Relocate from Tokyo
Starting off the new year, the Japanese government is trying to tackle the population crisis of its numerous towns, villages and smaller cities. For many years the population of local towns and communities has been on the decline; leaving some areas completely abandoned.
To combat this, the Japanese government has announced an initiative to try and entice families to relocate away from the ever-expanding Tokyo metropolitan area. The scheme involves awarding families; who currently live within one of the 23 designated wards and districts of the inner and greater Tokyo area; 1 million yen per child to those who take up the opportunity.
There is of course a caveat to this: the families that do relocate must remain in their new home for a period of at least five years. If they decide to move home again before that time period, they must repay the entire sum.

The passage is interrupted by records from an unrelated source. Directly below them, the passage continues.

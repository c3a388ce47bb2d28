use ndarray::{Array1, Array2};

/// Column vector of reals.
pub type Vector = Array1<f64>;
/// Dense real matrix.
pub type Matrix = Array2<f64>;
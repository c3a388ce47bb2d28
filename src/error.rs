//! Error type shared by every estimator in the crate.

use ndarray_linalg::error::LinalgError;
use thiserror::Error;

use crate::types::DimensionAgreement;

/// Result alias used throughout the crate.
pub type Result<T> = std::result::Result<T, FilterError>;

/// Which of the two noise sequences a noise query addressed.
#[derive(Debug, Clone, Copy, PartialEq, Eq)]
pub enum NoiseKind {
    Process,
    Measurement,
}

impl std::fmt::Display for NoiseKind {
    fn fmt(&self, f: &mut std::fmt::Formatter<'_>) -> std::fmt::Result {
        match self {
            NoiseKind::Process => write!(f, "process"),
            NoiseKind::Measurement => write!(f, "measurement"),
        }
    }
}

/// Errors produced while building or stepping a filter.
#[derive(Debug, Error)]
pub enum FilterError {
    /// Two operands violate the shape relation an operation requires
    #[error("{lhs} {lhs_shape:?} and {rhs} {rhs_shape:?} do not satisfy {relation}")]
    DimensionMismatch {
        lhs: &'static str,
        rhs: &'static str,
        lhs_shape: (usize, usize),
        rhs_shape: (usize, usize),
        relation: DimensionAgreement,
    },

    /// A matrix expected to be square is not
    #[error("matrix of shape {rows}x{cols} is not square")]
    NotSquare { rows: usize, cols: usize },

    /// A matrix expected to be symmetric differs from its transpose
    #[error("matrix is not symmetric: entry ({row}, {col}) differs from ({col}, {row})")]
    NotSymmetric { row: usize, col: usize },

    /// A required inversion failed
    #[error("could not invert `{what}` at k={step}")]
    SingularMatrix {
        what: &'static str,
        step: usize,
        #[source]
        source: LinalgError,
    },

    /// `update` was called on a locked covariance filter
    #[error("filter is locked (call prepare() before update())")]
    ProtocolViolation,

    /// A recorded noise sequence was queried past its end
    #[error("no {kind} noise recorded at step k={step} (only {len} recorded)")]
    IndexOutOfRange {
        kind: NoiseKind,
        step: usize,
        len: usize,
    },

    /// A noise covariance is not positive semi-definite
    #[error("{which} noise covariance is not positive semi-definite")]
    InvalidCovariance { which: NoiseKind },

    /// A batch noise source was built without any recorded draws
    #[error("batch noise needs at least one recorded {0} vector")]
    EmptyNoiseBatch(NoiseKind),

    /// The filter has a non-zero control matrix but no control vector was supplied
    #[error("control vector (u) is required because the control matrix (G) is non-zero")]
    MissingControl,

    /// Any other LAPACK failure
    #[error("linear algebra failure: {0}")]
    Linalg(#[from] LinalgError),

    /// The estimate consumer stopped receiving
    #[error("estimate consumer is no longer receiving")]
    SinkClosed,

    /// The estimate consumer failed
    #[error("estimate consumer failed: {0}")]
    Sink(String),
}
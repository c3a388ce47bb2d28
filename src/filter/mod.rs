//! Recursive estimators and the estimates they produce.
pub mod hybrid;
pub mod information;
mod kalman_common;
pub mod traits;

pub use hybrid::{CovarianceEstimate, HybridConfig, HybridFilter, Lock};
pub use information::{InformationEstimate, InformationFilter};
pub use traits::Estimate;
//! Traits shared by the outputs of every filtering algorithm

use crate::types::{Symmetric, Vector};

/// Snapshot of one filter step.
///
/// This trait indicates that the implementor carries the outputs of a single update: the
/// state estimate, the measurement the step worked with, the innovation and the posterior and
/// predicted covariances. Values are fixed once the estimate is built; implementors that
/// derive some of them lazily must still return the same value on every call.
pub trait Estimate {
    /// Estimated state vector.
    fn state(&self) -> &Vector;

    /// Measurement associated with this step.
    fn measurement(&self) -> &Vector;

    /// Innovation (measurement residual) of this step.
    fn innovation(&self) -> &Vector;

    /// Posterior state covariance.
    fn covariance(&self) -> &Symmetric<f64>;

    /// Predicted (prior) state covariance.
    fn predicted_covariance(&self) -> &Symmetric<f64>;

    /// Returns whether every state component lies within `n` standard deviations.
    ///
    /// For every dimension `i` this checks `|state[i]| <= n * sqrt(covariance[i][i])`; a
    /// component exactly on the bound counts as within it. This is a diagnostic and plays no
    /// part in the filters' own control flow.
    fn within_n_sigma(&self, n: f64) -> bool {
        let state = self.state();
        let covariance = self.covariance();
        state
            .iter()
            .enumerate()
            .all(|(i, value)| value.abs() <= n * covariance[[i, i]].sqrt())
    }

    /// Shorthand for `within_n_sigma(2.0)`.
    fn within_two_sigma(&self) -> bool {
        self.within_n_sigma(2.0)
    }
}
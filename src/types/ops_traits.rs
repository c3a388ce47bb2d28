use ndarray::{ArrayBase, Data, Ix1, Ix2};

use super::Symmetric;

/// Anything with a two-dimensional (rows, columns) shape.
///
/// One-dimensional arrays are treated as column vectors, so a vector of length `n` reports
/// the shape `(n, 1)`.
pub trait Shaped {
    fn shape2(&self) -> (usize, usize);
}

impl<S: Data> Shaped for ArrayBase<S, Ix1> {
    fn shape2(&self) -> (usize, usize) {
        (self.len(), 1)
    }
}

impl<S: Data> Shaped for ArrayBase<S, Ix2> {
    fn shape2(&self) -> (usize, usize) {
        self.dim()
    }
}

impl<A> Shaped for Symmetric<A> {
    fn shape2(&self) -> (usize, usize) {
        let n = self.size();
        (n, n)
    }
}

impl<T: Shaped + ?Sized> Shaped for &T {
    fn shape2(&self) -> (usize, usize) {
        (**self).shape2()
    }
}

The scheme which is set to start in April this year is a step-up from the currently available 300,000 yen being offered which has been in effect since 2019, this comes alongside other payments such as those for relocating work or starting an entirely new business in the new location. Japanese families could be eligible for up to an additional 3 million yen if they fulfil this criteria.

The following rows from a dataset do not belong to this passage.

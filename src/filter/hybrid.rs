//! Covariance-form recursive estimator usable as a classical (linear) Kalman filter or as a
//! linearized (extended) one.
//!
//! The model matrices are not fixed at construction: before every step the caller hands over
//! the transition matrix Φ and the measurement Jacobian H̃ for that step through
//! [`HybridFilter::prepare`], and only then may [`HybridFilter::update`] run. This makes
//! per-step linearization and switching measurement models (for instance which measurement
//! rows are active) part of the normal call sequence:
//!
//! ```no_run
//! use ndarray::{arr1, arr2};
//! use rusty_kalman::filter::HybridFilter;
//! use rusty_kalman::noise::Noiseless;
//! use rusty_kalman::types::scaled_identity;
//!
//! let noise = Noiseless::with_covariances(scaled_identity(2, 0.0), scaled_identity(1, 0.5));
//! let mut kf = HybridFilter::new(arr1(&[0.0, 1.0]), scaled_identity(2, 10.0), noise, 1)?;
//! let phi = arr2(&[[1.0, 0.1], [0.0, 1.0]]);
//! let h = arr2(&[[1.0, 0.0]]);
//! kf.prepare(phi, h)?;
//! let estimate = kf.update(&arr1(&[0.12]), &arr1(&[0.0]))?;
//! # Ok::<(), rusty_kalman::error::FilterError>(())
//! ```
use std::fmt;

use ndarray::{Array1, Array2};
use ndarray_linalg::Inverse;
use serde::{Deserialize, Serialize};
use tracing::debug;

use super::kalman_common::quadratic_form;
use super::traits::Estimate;
use crate::error::{FilterError, Result};
use crate::noise::Noise;
use crate::types::{
    as_symmetric, check_dims, identity, DimensionAgreement, Matrix, Symmetric, Vector,
};

/// Options of the covariance-form filter.
#[derive(Debug, Clone, Copy, PartialEq, Eq, Default, Serialize, Deserialize)]
pub struct HybridConfig {
    /// Add the process noise covariance `Q` to the predicted covariance. Off by default, in
    /// which case the prediction is `Φ·P·Φᵀ` alone.
    pub add_process_noise: bool,
    /// Start directly in linearized mode.
    pub linearized: bool,
}

impl HybridConfig {
    pub fn with_process_noise(mut self, enabled: bool) -> Self {
        self.add_process_noise = enabled;
        self
    }

    pub fn with_linearized(mut self, enabled: bool) -> Self {
        self.linearized = enabled;
        self
    }
}

/// Whether [`HybridFilter::update`] is currently allowed.
#[derive(Debug, Clone, Copy, PartialEq, Eq)]
pub enum Lock {
    /// `prepare` supplied the model for the next step
    Unlocked,
    /// the model of the last step was consumed; `prepare` must be called again
    Locked,
}

/// Output of one [`HybridFilter`] step.
#[derive(Debug, Clone, PartialEq)]
pub struct CovarianceEstimate {
    state: Vector,
    measurement: Vector,
    innovation: Vector,
    observation_deviation: Vector,
    covariance: Symmetric<f64>,
    predicted_covariance: Symmetric<f64>,
    gain: Option<Matrix>,
}

impl CovarianceEstimate {
    /// Difference between the real and the computed observation of this step.
    pub fn observation_deviation(&self) -> &Vector {
        &self.observation_deviation
    }

    /// Kalman gain of this step; `None` for the initial estimate.
    pub fn gain(&self) -> Option<&Matrix> {
        self.gain.as_ref()
    }
}

impl Estimate for CovarianceEstimate {
    fn state(&self) -> &Vector {
        &self.state
    }

    fn measurement(&self) -> &Vector {
        &self.measurement
    }

    fn innovation(&self) -> &Vector {
        &self.innovation
    }

    fn covariance(&self) -> &Symmetric<f64> {
        &self.covariance
    }

    fn predicted_covariance(&self) -> &Symmetric<f64> {
        &self.predicted_covariance
    }
}

impl fmt::Display for CovarianceEstimate {
    fn fmt(&self, f: &mut fmt::Formatter<'_>) -> fmt::Result {
        writeln!(f, "{{")?;
        writeln!(f, "s={}", self.state)?;
        writeln!(f, "y={}", self.measurement)?;
        writeln!(f, "P={}", self.covariance)?;
        match &self.gain {
            Some(gain) => writeln!(f, "K={}", gain)?,
            None => writeln!(f, "K=none")?,
        }
        writeln!(f, "P-={}", self.predicted_covariance)?;
        writeln!(f, "i={}", self.innovation)?;
        write!(f, "}}")
    }
}

/// Covariance-form Kalman filter supporting classical and linearized updates.
///
/// The filter starts `Locked`. Each [`prepare`](HybridFilter::prepare) stores the step's Φ and
/// H̃ and unlocks it; each successful [`update`](HybridFilter::update) consumes them and locks
/// it again. A failed update leaves every part of the filter untouched, so the step can be
/// retried with corrected inputs.
#[derive(Debug)]
pub struct HybridFilter {
    transition: Matrix,
    measurement_jacobian: Matrix,
    noise: Box<dyn Noise>,
    previous: CovarianceEstimate,
    linearized: bool,
    lock: Lock,
    step: usize,
    config: HybridConfig,
}

impl HybridFilter {
    /// Creates a classical-mode filter seeded with `x0` and `p0`.
    ///
    /// `measurement_size` sizes the measurement-related vectors of the initial estimate.
    pub fn new(
        x0: Vector,
        p0: Symmetric<f64>,
        noise: impl Noise + 'static,
        measurement_size: usize,
    ) -> Result<Self> {
        Self::with_config(x0, p0, noise, measurement_size, HybridConfig::default())
    }

    pub fn with_config(
        x0: Vector,
        p0: Symmetric<f64>,
        noise: impl Noise + 'static,
        measurement_size: usize,
        config: HybridConfig,
    ) -> Result<Self> {
        check_dims(&x0, &p0, "x0", "P0", DimensionAgreement::RowsToCols)?;
        let r = noise.measurement_matrix();
        if r.size() != measurement_size {
            return Err(FilterError::DimensionMismatch {
                lhs: "R",
                rhs: "measurement size",
                lhs_shape: r.dim(),
                rhs_shape: (measurement_size, 1),
                relation: DimensionAgreement::RowsToRows,
            });
        }
        if config.add_process_noise {
            let q = noise.process_matrix();
            check_dims(&q, &p0, "Q", "P0", DimensionAgreement::RowsAndCols)?;
        }

        let n = x0.len();
        let initial = CovarianceEstimate {
            state: x0,
            measurement: Array1::zeros(measurement_size),
            innovation: Array1::zeros(measurement_size),
            observation_deviation: Array1::zeros(measurement_size),
            covariance: p0,
            predicted_covariance: Symmetric::zeros(n),
            gain: None,
        };
        Ok(HybridFilter {
            transition: Array2::zeros((n, n)),
            measurement_jacobian: Array2::zeros((measurement_size, n)),
            noise: Box::new(noise),
            previous: initial,
            linearized: config.linearized,
            lock: Lock::Locked,
            step: 0,
            config,
        })
    }

    /// Supplies Φ and H̃ for the next step and unlocks the filter.
    ///
    /// Φ must be square and match the state dimension, H̃ must have one column per state
    /// component. On a shape error the filter keeps its previous model and lock state.
    pub fn prepare(&mut self, transition: Matrix, measurement_jacobian: Matrix) -> Result<()> {
        let covariance = &self.previous.covariance;
        check_dims(&transition, covariance, "Φ", "P", DimensionAgreement::RowsAndCols)?;
        check_dims(&measurement_jacobian, covariance, "H̃", "P", DimensionAgreement::ColsToRows)?;

        self.transition = transition;
        self.measurement_jacobian = measurement_jacobian;
        self.lock = Lock::Unlocked;
        Ok(())
    }

    /// Runs one filter step with the model supplied by the last [`prepare`](Self::prepare).
    ///
    /// `computed_observation` is subtracted from `real_observation` to form the observation
    /// deviation. In linearized mode the caller is expected to pass an already-centered
    /// computed observation and the state estimate is the deviation `K·y`; in classical mode
    /// the usual predict/correct cycle runs on `y`.
    pub fn update(
        &mut self,
        real_observation: &Vector,
        computed_observation: &Vector,
    ) -> Result<CovarianceEstimate> {
        if self.lock == Lock::Locked {
            return Err(FilterError::ProtocolViolation);
        }
        check_dims(
            real_observation,
            computed_observation,
            "real observation",
            "computed observation",
            DimensionAgreement::RowsAndCols,
        )?;
        let phi = &self.transition;
        let h = &self.measurement_jacobian;
        check_dims(h, real_observation, "H̃", "real observation", DimensionAgreement::RowsToRows)?;
        let r = self.noise.measurement_matrix();
        check_dims(&r, h, "R", "H̃", DimensionAgreement::RowsToRows)?;

        // P⁻ = Φ·P·Φᵀ (+ Q)
        let mut predicted =
            quadratic_form(phi, &*self.previous.covariance, "Φ", "P")?.into_inner();
        if self.config.add_process_noise {
            let q = self.noise.process_matrix();
            check_dims(&q, &predicted, "Q", "Φ·P·Φᵀ", DimensionAgreement::RowsAndCols)?;
            predicted += &*q;
        }
        let predicted = as_symmetric(&predicted)?;

        // K = P⁻·H̃ᵀ·(H̃·P⁻·H̃ᵀ + R)⁻¹
        let mut innovation_covariance = quadratic_form(h, &*predicted, "H̃", "P⁻")?.into_inner();
        innovation_covariance += &*r;
        let step = self.step;
        // S is symmetric but not necessarily positive definite: R is only checked for symmetry.
        let innovation_covariance_inv = innovation_covariance.inv().map_err(
            |source| FilterError::SingularMatrix {
                what: "innovation covariance",
                step,
                source,
            },
        )?;
        let gain = predicted.dot(&h.t()).dot(&innovation_covariance_inv);

        let deviation = real_observation - computed_observation;

        let (state, innovation) = if self.linearized {
            (gain.dot(&deviation), deviation.clone())
        } else {
            check_dims(phi, &self.previous.state, "Φ", "x", DimensionAgreement::ColsToRows)?;
            let predicted_state = phi.dot(&self.previous.state);
            let predicted_measurement = h.dot(&predicted_state);
            let innovation = &deviation - &predicted_measurement;
            let state = &predicted_state + &gain.dot(&innovation);
            (state, innovation)
        };

        // Joseph form: P = (I − K·H̃)·P⁻·(I − K·H̃)ᵀ + K·R·Kᵀ
        let n = predicted.size();
        let reduction = &*identity::<f64>(n) - &gain.dot(h);
        let mut covariance =
            quadratic_form(&reduction, &*predicted, "I - K·H̃", "P⁻")?.into_inner();
        covariance += &*quadratic_form(&gain, &*r, "K", "R")?;
        let covariance = as_symmetric(&covariance)?;

        let estimate = CovarianceEstimate {
            state,
            measurement: real_observation.clone(),
            innovation,
            observation_deviation: deviation,
            covariance,
            predicted_covariance: predicted,
            gain: Some(gain),
        };
        debug!(step = self.step, linearized = self.linearized, "covariance filter update");
        self.previous = estimate.clone();
        self.step += 1;
        self.lock = Lock::Locked;
        Ok(estimate)
    }

    /// Switches to linearized mode. There is no way back to classical mode.
    pub fn enable_linearized_mode(&mut self) {
        self.linearized = true;
    }

    pub fn is_linearized(&self) -> bool {
        self.linearized
    }

    pub fn lock_state(&self) -> Lock {
        self.lock
    }

    /// Number of successful updates so far.
    pub fn step(&self) -> usize {
        self.step
    }

    /// Transition matrix Φ of the last [`prepare`](Self::prepare), zero before the first.
    pub fn transition(&self) -> &Matrix {
        &self.transition
    }

    /// Measurement Jacobian H̃ of the last [`prepare`](Self::prepare), zero before the first.
    pub fn measurement_jacobian(&self) -> &Matrix {
        &self.measurement_jacobian
    }

    pub fn previous_estimate(&self) -> &CovarianceEstimate {
        &self.previous
    }

    pub fn config(&self) -> &HybridConfig {
        &self.config
    }

    pub fn noise(&self) -> &dyn Noise {
        self.noise.as_ref()
    }

    pub fn noise_mut(&mut self) -> &mut dyn Noise {
        self.noise.as_mut()
    }

    pub fn set_noise(&mut self, noise: impl Noise + 'static) {
        self.noise = Box::new(noise);
    }
}

impl fmt::Display for HybridFilter {
    fn fmt(&self, f: &mut fmt::Formatter<'_>) -> fmt::Result {
        let mode = if self.linearized { "linearized" } else { "classical" };
        write!(f, "HybridFilter [k={}, {}]\n{:?}", self.step, mode, self.noise)
    }
}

When it comes to the question ‘where in Japan can you move to?’ The answer is reportedly to be a choice of 1300 participating municipalities within the country. (There are approximately 1700 in total throughout the country.)
The circumstances that have led to this decision, and others since 2019, result from the increasing population decline of the country’s smaller communities and the redistribution of its citizens to major hubs like Tokyo. This is especially true for rural areas where whole villages have been known to become completely empty after residents move to other regions with better prospects and infrastructure.
Younger generations often decide to move away from their hometown in search for better work and opportunities, but this also takes away the generation cycle that has perhaps existed for many years.
Some communities have received media attention due to their efforts to address their diminishing numbers. Places such as Nagoro Village in Shokoku have now become known as Scarecrow Village after remaining residents decided to create lifesize dolls to replace their missing neighbours.
Take a look at the video by Tokyo Lens to see for yourself
The purpose of this was not to attract such attention but a personal attempt to bring some life back to the surroundings. If anything, it highlights the extent at which population decline and redistribution in Japan is occurring.
Although this is one example brought to light by the unusual methods, there are many others around the country just like it — but without the dolls.
While the Japanese government’s initiative most likely won’t immediately help places like this, it’s an example of what the country is trying to stop and hopefully reverse.